Purpose: The purpose of this study is to investigate new nurses' needs for intravenous infusion therapy training by analyzing the current training status. Methods: This study examined the needs for intravenous infusion therapy training with 159 new nurses. The measurement tool consisted of 93 items developed based on intravenous therapy-related studies, and was evaluated on a 4-point Likert scale. For data analysis, SPSS/WIN 25.0 was used, and frequency, percentage, average, standard deviation, paired t-test, were performed. Results: The demand for intravenous therapy education was analyzed using a questionnaire composed of 8 areas, 16 sub-areas, and 93 items.

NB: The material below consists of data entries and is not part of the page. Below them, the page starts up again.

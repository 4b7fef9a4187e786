//! Logging initialization: fmt output filtered by verbosity, overridable
//! via the standard `RUST_LOG`-style directives.

use anyhow::Result;
use tracing::Level;
use tracing_subscriber::{fmt, layer::SubscriberExt, EnvFilter, Registry};

/// Initialize the global subscriber.
///
/// # Errors
///
/// Returns an error if a filter directive fails to parse or a subscriber
/// is already installed.
pub fn init(verbosity_level: Option<Level>) -> Result<()> {
    let verbosity_level = verbosity_level.unwrap_or(Level::ERROR);

    let fmt_layer = fmt::layer()
        .with_file(false)
        .with_line_number(false)
        .with_thread_ids(false)
        .with_thread_names(false)
        .with_target(false)
        .pretty();

    let filter = EnvFilter::builder()
        .with_default_directive(verbosity_level.into())
        .from_env_lossy()
        .add_directive("hyper=error".parse()?)
        .add_directive("tokio=error".parse()?);

    let subscriber = Registry::default().with(fmt_layer).with(filter);
    tracing::subscriber::set_global_default(subscriber)?;

    Ok(())
}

According to the findings, post-ward placement intravenous therapy education(83.7%) is conducted more often than in preliminary education (72.2%). The demand for intravenous infusion therapy education did not differ significantly in preliminary and post-ward placement education (t=-.89, p=.376). While therapy skills were preferred in preliminary education, there were high demands for education content related to blood transfusion, central venous catheter, and drug use in continuing education. As for preferred teaching methods, lecture (38.2%) and simulation (26.7%) were most answered for preliminary education, while a range of methods were preferred for continuing education including lecture (31.1%), clinical practice (20.6%), preceptor training (19.8%), simulation (16.8%), and self-study (11.6%). Conclusion: For efficient training, it is required to provide different education contents and methods for each stage.